Before we get too deep into the details of the patches, please could you do a compare/contrast to Greybus.
Thank you for the prompt feedback on the RFC. We took a look at Greybus in the past and it didn't seem to fit our needs. One of the main use case that drove the development of CPC was to support WiFi (in coexistence with other radio stacks) over SDIO, and get the maximum throughput possible. We concluded that to achieve this we would need packet aggregation, as sending one frame at a time over SDIO is wasteful, and managing Radio Co-Processor available buffers, as sending frames that the RCP is not able to process would degrade performance.

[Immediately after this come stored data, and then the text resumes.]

//! The event model. An event (a.k.a. memory) is the atomic unit of capture.
//!
//! Events are immutable after capture — there is no update path.

use chrono::{DateTime, Utc};
use serde::{Deserialize, Serialize};
use uuid::Uuid;

use crate::constants::EMBEDDABLE_MIN_CONTENT_CHARS;

/// Small enumerated tag that drives indexing and rendering policy.
#[derive(Debug, Clone, Copy, PartialEq, Eq, Hash, Serialize, Deserialize)]
#[serde(rename_all = "snake_case")]
pub enum EventType {
    UserPrompt,
    AssistantResponse,
    FileWrite,
    CodeWrite,
    CommandRun,
    ToolUse,
    Documentation,
    Comment,
    GitCommit,
    TestRun,
}

impl EventType {
    /// The snake_case wire name of this type.
    pub fn as_str(&self) -> &'static str {
        match self {
            Self::UserPrompt => "user_prompt",
            Self::AssistantResponse => "assistant_response",
            Self::FileWrite => "file_write",
            Self::CodeWrite => "code_write",
            Self::CommandRun => "command_run",
            Self::ToolUse => "tool_use",
            Self::Documentation => "documentation",
            Self::Comment => "comment",
            Self::GitCommit => "git_commit",
            Self::TestRun => "test_run",
        }
    }

    /// Whether this type participates in vector indexing.
    pub fn is_embeddable(&self) -> bool {
        matches!(
            self,
            Self::FileWrite | Self::CodeWrite | Self::Documentation | Self::Comment
        )
    }

    /// All known types, for statistics iteration.
    pub fn all() -> &'static [EventType] {
        &[
            Self::UserPrompt,
            Self::AssistantResponse,
            Self::FileWrite,
            Self::CodeWrite,
            Self::CommandRun,
            Self::ToolUse,
            Self::Documentation,
            Self::Comment,
            Self::GitCommit,
            Self::TestRun,
        ]
    }
}

impl std::str::FromStr for EventType {
    type Err = crate::EngramError;

    fn from_str(s: &str) -> Result<Self, Self::Err> {
        EventType::all()
            .iter()
            .find(|t| t.as_str() == s)
            .copied()
            .ok_or_else(|| crate::EngramError::validation("event_type", format!("unknown type '{s}'")))
    }
}

impl std::fmt::Display for EventType {
    fn fmt(&self, f: &mut std::fmt::Formatter<'_>) -> std::fmt::Result {
        f.write_str(self.as_str())
    }
}

/// A captured event. `id` is a time-ordered UUID assigned at capture,
/// so id order is also capture order.
#[derive(Debug, Clone, Serialize, Deserialize)]
pub struct Event {
    pub id: String,
    pub event_type: EventType,
    pub content: String,
    /// Optional JSON-shaped metadata. Keys are never reserved.
    #[serde(default)]
    pub metadata: serde_json::Value,
    pub timestamp: DateTime<Utc>,
    pub session_id: String,
    #[serde(skip_serializing_if = "Option::is_none")]
    pub workspace_id: Option<String>,
    #[serde(skip_serializing_if = "Option::is_none")]
    pub git_branch: Option<String>,
    #[serde(skip_serializing_if = "Option::is_none")]
    pub git_commit: Option<String>,
}

/// Capture input: an event without its identifier.
#[derive(Debug, Clone, Serialize, Deserialize)]
pub struct NewEvent {
    pub event_type: EventType,
    pub content: String,
    #[serde(default)]
    pub metadata: serde_json::Value,
    pub timestamp: DateTime<Utc>,
    pub session_id: String,
    #[serde(default)]
    pub workspace_id: Option<String>,
    #[serde(default)]
    pub git_branch: Option<String>,
    #[serde(default)]
    pub git_commit: Option<String>,
}

impl NewEvent {
    /// Minimal constructor; metadata defaults to an empty object.
    pub fn new(
        event_type: EventType,
        content: impl Into<String>,
        session_id: impl Into<String>,
    ) -> Self {
        Self {
            event_type,
            content: content.into(),
            metadata: serde_json::json!({}),
            timestamp: Utc::now(),
            session_id: session_id.into(),
            workspace_id: None,
            git_branch: None,
            git_commit: None,
        }
    }
}

impl Event {
    /// Mint a time-sortable identifier and promote a `NewEvent`.
    pub fn assign_id(new: NewEvent) -> Self {
        Self {
            id: Uuid::now_v7().to_string(),
            event_type: new.event_type,
            content: new.content,
            metadata: new.metadata,
            timestamp: new.timestamp,
            session_id: new.session_id,
            workspace_id: new.workspace_id,
            git_branch: new.git_branch,
            git_commit: new.git_commit,
        }
    }

    /// Whether this event gets a vector: embeddable type and content
    /// longer than the minimum character count.
    pub fn is_embeddable(&self) -> bool {
        self.event_type.is_embeddable()
            && self.content.chars().count() > EMBEDDABLE_MIN_CONTENT_CHARS
    }

    /// blake3 hash of the content, keying embedding dedup.
    pub fn content_hash(&self) -> String {
        blake3::hash(self.content.as_bytes()).to_hex().to_string()
    }
}

impl PartialEq for Event {
    fn eq(&self, other: &Self) -> bool {
        self.id == other.id
    }
}
//! # engram
//!
//! The system facade. Wires the subsystems into the two host-facing
//! flows: inject a context block for a prompt, and capture an
//! observation event. Every public operation passes admission control
//! and stamps the owning session.

pub mod facade;
pub mod responses;

pub use facade::Engram;
pub use responses::{CapturedEvent, ContextInjection};
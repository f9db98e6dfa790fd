//! sysinfo-backed snapshot collection.

use chrono::Utc;
use sysinfo::{Disks, ProcessesToUpdate, System};

use engram_core::metrics::{CpuMetrics, DiskMetrics, MemoryMetrics, ProcessMetrics};
use engram_core::ResourceMetrics;

/// Stateful collector; keeps one `System` so cpu deltas accumulate.
pub struct Collector {
    system: System,
    simple_mode: bool,
}

impl Collector {
    pub fn new(simple_mode: bool) -> Self {
        Self {
            system: System::new(),
            simple_mode,
        }
    }

    /// Take one snapshot. Nonsensical counters are repaired so that
    /// `used + free == total` and utilizations stay in [0, 1].
    pub fn sample(&mut self) -> ResourceMetrics {
        self.system.refresh_memory();

        let memory = MemoryMetrics::sanitized(self.system.total_memory(), self.system.used_memory());
        let load = System::load_average();

        let cpu_utilization = if self.simple_mode {
            // Lightweight path: approximate from the 1-minute load average.
            let cores = self.system.cpus().len().max(1);
            (load.one / cores as f64).clamp(0.0, 1.0)
        } else {
            self.system.refresh_cpu_usage();
            (self.system.global_cpu_usage() as f64 / 100.0).clamp(0.0, 1.0)
        };
        let cores = self.system.cpus().len().max(1);

        let cpu = CpuMetrics {
            cores,
            utilization: cpu_utilization,
            load_avg: [load.one, load.five, load.fifteen],
        };

        let process = self.sample_process();
        let disk = if self.simple_mode {
            None
        } else {
            sample_disk()
        };

        ResourceMetrics {
            timestamp: Utc::now(),
            memory,
            cpu,
            process,
            disk,
        }
    }

    fn sample_process(&mut self) -> ProcessMetrics {
        let pid = match sysinfo::get_current_pid() {
            Ok(pid) => pid,
            Err(_) => {
                return ProcessMetrics {
                    pid: std::process::id(),
                    rss: 0,
                    heap_used: 0,
                    heap_total: 0,
                    uptime_secs: 0,
                }
            }
        };
        self.system
            .refresh_processes(ProcessesToUpdate::Some(&[pid]), true);
        match self.system.process(pid) {
            Some(process) => ProcessMetrics {
                pid: std::process::id(),
                rss: process.memory(),
                heap_used: process.memory(),
                heap_total: process.virtual_memory(),
                uptime_secs: process.run_time(),
            },
            None => ProcessMetrics {
                pid: std::process::id(),
                rss: 0,
                heap_used: 0,
                heap_total: 0,
                uptime_secs: 0,
            },
        }
    }
}

fn sample_disk() -> Option<DiskMetrics> {
    let disks = Disks::new_with_refreshed_list();
    let mut total = 0u64;
    let mut free = 0u64;
    for disk in disks.list() {
        total += disk.total_space();
        free += disk.available_space();
    }
    if total == 0 {
        return None;
    }
    let used = total.saturating_sub(free);
    Some(DiskMetrics {
        total,
        used,
        free,
        utilization: (used as f64 / total as f64).clamp(0.0, 1.0),
    })
}
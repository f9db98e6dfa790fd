//! The capability set implemented by every pluggable cache level.

use std::time::Duration;

use serde_json::Value;

use engram_core::EngramResult;

/// A cache tier. Lower levels may be absent; the multi-level cache
/// treats every level uniformly through this contract.
pub trait CacheLevel: Send + Sync {
    /// Human-readable level name for logs.
    fn name(&self) -> &str;

    fn get(&self, key: &str) -> EngramResult<Option<Value>>;

    fn set(&self, key: &str, value: &Value, ttl: Option<Duration>) -> EngramResult<()>;

    /// Returns whether the key existed.
    fn delete(&self, key: &str) -> EngramResult<bool>;

    fn has(&self, key: &str) -> EngramResult<bool>;

    fn clear(&self) -> EngramResult<()>;

    fn keys(&self) -> EngramResult<Vec<String>>;

    fn size(&self) -> EngramResult<usize>;
}
//! Session model: workspace-scoped conversational state.

use chrono::{DateTime, Duration, Utc};
use serde::{Deserialize, Serialize};

/// A tracked session. Mutated only by the session manager via
/// `last_activity` refreshes and the terminal `end_time` assignment.
#[derive(Debug, Clone, Serialize, Deserialize)]
pub struct Session {
    pub id: String,
    pub workspace_id: String,
    pub start_time: DateTime<Utc>,
    pub last_activity: DateTime<Utc>,
    #[serde(skip_serializing_if = "Option::is_none")]
    pub end_time: Option<DateTime<Utc>>,
    pub is_active: bool,
    #[serde(default)]
    pub metadata: serde_json::Value,
}

impl Session {
    /// Create a fresh active session.
    pub fn new(id: impl Into<String>, workspace_id: impl Into<String>) -> Self {
        let now = Utc::now();
        Self {
            id: id.into(),
            workspace_id: workspace_id.into(),
            start_time: now,
            last_activity: now,
            end_time: None,
            is_active: true,
            metadata: serde_json::json!({}),
        }
    }

    /// Refresh the activity clock.
    pub fn touch(&mut self) {
        self.last_activity = Utc::now();
    }

    /// Active means the flag is set and the idle window has not elapsed.
    pub fn is_live(&self, idle_timeout: Duration) -> bool {
        self.is_active && Utc::now() - self.last_activity < idle_timeout
    }

    /// Duration since last activity.
    pub fn idle_duration(&self) -> Duration {
        Utc::now() - self.last_activity
    }

    /// Mark the session ended.
    pub fn end(&mut self) {
        self.is_active = false;
        self.end_time = Some(Utc::now());
    }
}

#[cfg(test)]
mod tests {
    use super::*;

    #[test]
    fn new_session_is_live() {
        let s = Session::new("session_1_abc", "ws");
        assert!(s.is_live(Duration::minutes(30)));
    }

    #[test]
    fn ended_session_is_not_live() {
        let mut s = Session::new("session_1_abc", "ws");
        s.end();
        assert!(!s.is_live(Duration::minutes(30)));
        assert!(s.end_time.is_some());
    }

    #[test]
    fn stale_session_is_not_live() {
        let mut s = Session::new("session_1_abc", "ws");
        s.last_activity = Utc::now() - Duration::hours(2);
        assert!(!s.is_live(Duration::minutes(30)));
    }
}
//! Build options.

use serde::{Deserialize, Serialize};

#[derive(Debug, Clone, Copy, PartialEq, Eq, Default, Serialize, Deserialize)]
#[serde(rename_all = "lowercase")]
pub enum ContextFormat {
    #[default]
    Markdown,
    Plain,
}

/// Options controlling a context build.
#[derive(Debug, Clone, Serialize, Deserialize)]
#[serde(default)]
pub struct ContextOptions {
    pub format: ContextFormat,
    /// Byte budget for the final artifact.
    pub max_size: usize,
    pub include_metadata: bool,
    pub include_score: bool,
    /// Pairwise content similarity at or above this clusters entries;
    /// 1.0 disables deduplication.
    pub deduplicate_threshold: f64,
}

impl Default for ContextOptions {
    fn default() -> Self {
        Self {
            format: ContextFormat::Markdown,
            max_size: 8 * 1024,
            include_metadata: false,
            include_score: false,
            deduplicate_threshold: 0.85,
        }
    }
}
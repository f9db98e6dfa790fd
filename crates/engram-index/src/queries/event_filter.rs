//! Dynamic filtered queries over event rows.
//!
//! WHERE clauses are composed from the filter fields and bound as
//! parameters; values are never concatenated into the SQL text.

use rusqlite::{Connection, ToSql};

use engram_core::{EngramResult, Event, OrderBy, OrderDirection, QueryFilters};

use super::event_crud::row_to_event;
use crate::to_index_err;

const SELECT_COLUMNS: &str = "id, event_type, content, metadata, timestamp, session_id,
    workspace_id, git_branch, git_commit";

/// Run a filtered query, ordered and bounded per the filter.
pub fn filter_events(conn: &Connection, filters: &QueryFilters) -> EngramResult<Vec<Event>> {
    let mut clauses: Vec<String> = Vec::new();
    let mut params: Vec<Box<dyn ToSql>> = Vec::new();

    if let Some(ref workspace_id) = filters.workspace_id {
        clauses.push(format!("workspace_id = ?{}", params.len() + 1));
        params.push(Box::new(workspace_id.clone()));
    }
    if let Some(ref session_id) = filters.session_id {
        clauses.push(format!("session_id = ?{}", params.len() + 1));
        params.push(Box::new(session_id.clone()));
    }
    if let Some(event_type) = filters.event_type {
        clauses.push(format!("event_type = ?{}", params.len() + 1));
        params.push(Box::new(event_type.as_str().to_string()));
    }
    if let Some(ref git_branch) = filters.git_branch {
        clauses.push(format!("git_branch = ?{}", params.len() + 1));
        params.push(Box::new(git_branch.clone()));
    }
    if let Some(start) = filters.start_time {
        clauses.push(format!("timestamp >= ?{}", params.len() + 1));
        params.push(Box::new(start.to_rfc3339()));
    }
    if let Some(end) = filters.end_time {
        clauses.push(format!("timestamp <= ?{}", params.len() + 1));
        params.push(Box::new(end.to_rfc3339()));
    }

    let where_sql = if clauses.is_empty() {
        String::new()
    } else {
        format!(" WHERE {}", clauses.join(" AND "))
    };

    // Column and direction come from closed enums, safe to interpolate.
    let order_by = filters.order_by.unwrap_or(OrderBy::Timestamp);
    let direction = filters.order_direction.unwrap_or(OrderDirection::Asc);
    let mut sql = format!(
        "SELECT {SELECT_COLUMNS} FROM memories{where_sql} ORDER BY {} {}",
        order_by.column(),
        direction.sql(),
    );

    if let Some(limit) = filters.limit {
        sql.push_str(&format!(" LIMIT ?{}", params.len() + 1));
        params.push(Box::new(limit as i64));
    }

    let mut stmt = conn.prepare(&sql).map_err(|e| to_index_err(e.to_string()))?;
    let param_refs: Vec<&dyn ToSql> = params.iter().map(|p| p.as_ref()).collect();

    let rows = stmt
        .query_map(param_refs.as_slice(), |row| Ok(row_to_event(row)))
        .map_err(|e| to_index_err(e.to_string()))?;

    let mut events = Vec::new();
    for row in rows {
        events.push(row.map_err(|e| to_index_err(e.to_string()))??);
    }
    Ok(events)
}

/// Count rows in a table. The table name comes from a closed allow-list.
pub fn count(conn: &Connection, table: &str) -> EngramResult<usize> {
    const TABLES: &[&str] = &[
        "memories",
        "sessions",
        "git_states",
        "vector_mappings",
        "migrations",
    ];
    if !TABLES.contains(&table) {
        return Err(engram_core::EngramError::validation(
            "table",
            format!("unknown table '{table}'"),
        ));
    }
    let n: i64 = conn
        .query_row(&format!("SELECT COUNT(*) FROM {table}"), [], |row| {
            row.get(0)
        })
        .map_err(|e| to_index_err(e.to_string()))?;
    Ok(n as usize)
}
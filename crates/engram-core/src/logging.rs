//! Tracing subscriber setup. `LOG_LEVEL` controls the env filter.

use tracing_subscriber::{fmt, EnvFilter};

/// Initialize the global subscriber. Safe to call more than once; later
/// calls are no-ops.
pub fn init() {
    let filter = EnvFilter::try_from_env("LOG_LEVEL")
        .unwrap_or_else(|_| EnvFilter::new("info"));
    let _ = fmt()
        .with_env_filter(filter)
        .with_target(true)
        .try_init();
}

/// JSON-formatted variant for production state directories.
pub fn init_json() {
    let filter = EnvFilter::try_from_env("LOG_LEVEL")
        .unwrap_or_else(|_| EnvFilter::new("info"));
    let _ = fmt()
        .json()
        .with_env_filter(filter)
        .with_current_span(false)
        .try_init();
}
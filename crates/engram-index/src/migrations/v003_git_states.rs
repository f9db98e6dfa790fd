//! v003: git_states table.

use rusqlite::Connection;

use engram_core::EngramResult;

use crate::to_index_err;

pub fn migrate(conn: &Connection) -> EngramResult<()> {
    conn.execute_batch(
        "
        CREATE TABLE IF NOT EXISTS git_states (
            id            INTEGER PRIMARY KEY AUTOINCREMENT,
            workspace_id  TEXT NOT NULL,
            branch        TEXT NOT NULL,
            commit_hash   TEXT NOT NULL,
            is_dirty      INTEGER NOT NULL DEFAULT 0,
            tracked_at    TEXT NOT NULL DEFAULT (strftime('%Y-%m-%dT%H:%M:%fZ', 'now'))
        );

        CREATE INDEX IF NOT EXISTS idx_git_states_workspace_branch
            ON git_states(workspace_id, branch);
        ",
    )
    .map_err(|e| to_index_err(e.to_string()))?;
    Ok(())
}
//! Random revenue draws per land-use activity
//!
//! Each activity is drawn from `Normal(mean, std_dev)` and floored at zero.
//! The floor is a modelling policy: a landholder facing a loss-making year is
//! assumed to leave the land idle, so revenue cannot go negative.

use rand::Rng;
use rand_distr::{Distribution, Normal};
use serde::{Deserialize, Serialize};

use crate::assumptions::{Activity, RevenueAssumptions, RevenueDistribution};
use crate::error::{Result, SimulationError};

/// Revenues of a single trial (BRL per hectare)
#[derive(Debug, Clone, Copy, PartialEq, Serialize, Deserialize)]
pub struct TrialRevenue {
    /// One-time, year 0; zero when timber is disabled
    pub timber: f64,
    /// Paid every even year
    pub cattle: f64,
    /// Paid every odd year
    pub soy: f64,
}

impl TrialRevenue {
    /// Revenue booked for `activity` in this trial
    pub fn for_activity(&self, activity: Activity) -> f64 {
        match activity {
            Activity::Timber => self.timber,
            Activity::Cattle => self.cattle,
            Activity::Soy => self.soy,
        }
    }
}

/// Independent draws for all trials, stored per activity
#[derive(Debug, Clone, PartialEq, Serialize, Deserialize)]
pub struct RevenueDraws {
    pub timber: Option<Vec<f64>>,
    pub cattle: Vec<f64>,
    pub soy: Vec<f64>,
}

impl RevenueDraws {
    pub fn trials(&self) -> usize {
        self.cattle.len()
    }

    pub fn trial(&self, index: usize) -> Option<TrialRevenue> {
        Some(TrialRevenue {
            timber: match &self.timber {
                Some(values) => *values.get(index)?,
                None => 0.0,
            },
            cattle: *self.cattle.get(index)?,
            soy: *self.soy.get(index)?,
        })
    }

    pub fn iter(&self) -> impl Iterator<Item = TrialRevenue> + '_ {
        (0..self.trials()).filter_map(move |i| self.trial(i))
    }
}

/// Draw `count` zero-floored samples from `distribution`
pub fn draw_floored<R: Rng + ?Sized>(
    field: &'static str,
    distribution: &RevenueDistribution,
    count: usize,
    rng: &mut R,
) -> Result<Vec<f64>> {
    let normal = Normal::new(distribution.mean, distribution.std_dev).map_err(|e| {
        SimulationError::invalid(
            field,
            format!(
                "cannot build normal distribution (mean {}, std dev {}): {}",
                distribution.mean, distribution.std_dev, e
            ),
        )
    })?;

    Ok((0..count).map(|_| normal.sample(rng).max(0.0)).collect())
}

/// Draw revenues for `trials` trials
///
/// Draw order is timber (if enabled), then cattle, then soy, so a seeded RNG
/// reproduces the same draws.
pub fn generate_revenue_draws<R: Rng + ?Sized>(
    assumptions: &RevenueAssumptions,
    trials: usize,
    rng: &mut R,
) -> Result<RevenueDraws> {
    let issues = assumptions.issues();
    if !issues.is_empty() {
        return Err(SimulationError::InvalidInput(issues));
    }
    if trials == 0 {
        return Err(SimulationError::invalid("trials", "must be at least 1"));
    }

    let timber = match &assumptions.timber {
        Some(distribution) => Some(draw_floored("timber", distribution, trials, rng)?),
        None => None,
    };
    let cattle = draw_floored("cattle", &assumptions.cattle, trials, rng)?;
    let soy = draw_floored("soy", &assumptions.soy, trials, rng)?;

    Ok(RevenueDraws { timber, cattle, soy })
}

#[cfg(test)]
mod tests {
    use super::*;
    use rand::SeedableRng;
    use rand_chacha::ChaCha8Rng;

    #[test]
    fn test_draw_counts() {
        let mut rng = ChaCha8Rng::seed_from_u64(1);
        let draws = generate_revenue_draws(&RevenueAssumptions::default_pricing(), 250, &mut rng).unwrap();

        assert_eq!(draws.trials(), 250);
        assert_eq!(draws.soy.len(), 250);
        assert_eq!(draws.timber.as_ref().map(|t| t.len()), Some(250));
        assert_eq!(draws.iter().count(), 250);
    }

    #[test]
    fn test_draws_never_negative() {
        // Mean close to zero with a wide spread forces many negative raw samples
        let assumptions = RevenueAssumptions {
            timber: Some(RevenueDistribution::new(10.0, 500.0)),
            cattle: RevenueDistribution::new(50.0, 1000.0),
            soy: RevenueDistribution::new(0.0, 300.0),
        };

        for seed in 0..20 {
            let mut rng = ChaCha8Rng::seed_from_u64(seed);
            let draws = generate_revenue_draws(&assumptions, 500, &mut rng).unwrap();

            for trial in draws.iter() {
                assert!(trial.timber >= 0.0);
                assert!(trial.cattle >= 0.0);
                assert!(trial.soy >= 0.0);
            }
            assert!(draws.soy.iter().any(|&v| v == 0.0), "floor never hit for seed {}", seed);
        }
    }

    #[test]
    fn test_timber_disabled_gives_zero() {
        let mut rng = ChaCha8Rng::seed_from_u64(3);
        let assumptions = RevenueAssumptions::default_pricing().without_timber();
        let draws = generate_revenue_draws(&assumptions, 10, &mut rng).unwrap();

        assert!(draws.timber.is_none());
        assert!(draws.iter().all(|t| t.timber == 0.0));
    }

    #[test]
    fn test_zero_std_dev_is_deterministic() {
        let mut rng = ChaCha8Rng::seed_from_u64(9);
        let draws = draw_floored("cattle", &RevenueDistribution::fixed(800.0), 5, &mut rng).unwrap();
        assert_eq!(draws, vec![800.0; 5]);
    }

    #[test]
    fn test_same_seed_same_draws() {
        let assumptions = RevenueAssumptions::default_pricing();
        let a = generate_revenue_draws(&assumptions, 100, &mut ChaCha8Rng::seed_from_u64(42)).unwrap();
        let b = generate_revenue_draws(&assumptions, 100, &mut ChaCha8Rng::seed_from_u64(42)).unwrap();
        let c = generate_revenue_draws(&assumptions, 100, &mut ChaCha8Rng::seed_from_u64(43)).unwrap();

        assert_eq!(a, b);
        assert_ne!(a, c);
    }

    #[test]
    fn test_invalid_assumptions_rejected() {
        let assumptions = RevenueAssumptions {
            cattle: RevenueDistribution::new(800.0, -1.0),
            ..RevenueAssumptions::default_pricing()
        };
        let err = generate_revenue_draws(&assumptions, 10, &mut ChaCha8Rng::seed_from_u64(0)).unwrap_err();
        assert_eq!(err.invalid_fields(), vec!["cattle_std_dev"]);

        let err = generate_revenue_draws(&RevenueAssumptions::default(), 0, &mut ChaCha8Rng::seed_from_u64(0))
            .unwrap_err();
        assert_eq!(err.invalid_fields(), vec!["trials"]);
    }
}
//! Cash-flow series and present-value calculations

mod cashflows;
mod discount;

pub use cashflows::{CashFlow, CashFlowSeries};
pub use discount::{annual_equivalent, annuity_factor, npv, pv_level_annuity};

Greybus don't seem to offer these capabilities. It seems to be more geared towards implementing RPC, where the host would send a command, and then wait for the device to execute it and to respond. For Greybus' protocols that implement some "streaming" features like audio or video capture, the data streams go to an I2S or CSI interface, but it doesn't seem to go through a CPort. So it seems to act as a backbone to connect CPorts together, but high-throughput transfers happen on other types of links. CPC is more about moving data over a physical link, guaranteeing ordered delivery and avoiding unnecessary transmissions if remote doesn't have the resources, it's much lower level than Greybus.
As is said, i don't know Greybus too well. I hope its Maintainers can comment on this.
Also, this patch adds Bluetooth, you talk about Z-Wave and Zigbee. But the EFR32 is a general purpose SoC, with I2C, SPI, PWM, UART. Greybus has support for these, although the code is current in staging. But for staging code, it is actually pretty good.
I agree with you that the EFR32 is a general purpose SoC and exposing all available peripherals would be great, but most customers buy it as an RCP module with one or more radio stacks enabled, and that's the situation we're trying to address. Maybe I introduced a framework with custom bus, drivers and endpoints where it was unnecessary, the goal is not to be super generic but only to support coexistence of our radio stacks.
This leads to my next problem.
https://www.nordicsemi.com/-/media/Software-and-other-downloads/Product-Brie... Nordic Semiconductor has what appears to be a similar device.
https://www.microchip.com/en-us/products/wireless-connectivity/bluetooth-low... Microchip has a similar device as well.
https://www.ti.com/product/CC2674R10 TI has a similar device.
And maybe there are others?
Are we going to get a Silabs CPC, a Nordic CPC, a Microchip CPC, a TI CPC, and an ACME CPC?
How do we end up with one implementation?
Maybe Greybus does not currently support your streaming use case too well, but it is at least vendor neutral. Can it be extended for streaming?
And maybe a dumb question... How do transfers get out of order over SPI and SDIO? If you look at the Open Alliance TC6 specification for Ethernet over SPI, it does not have any issues with ordering.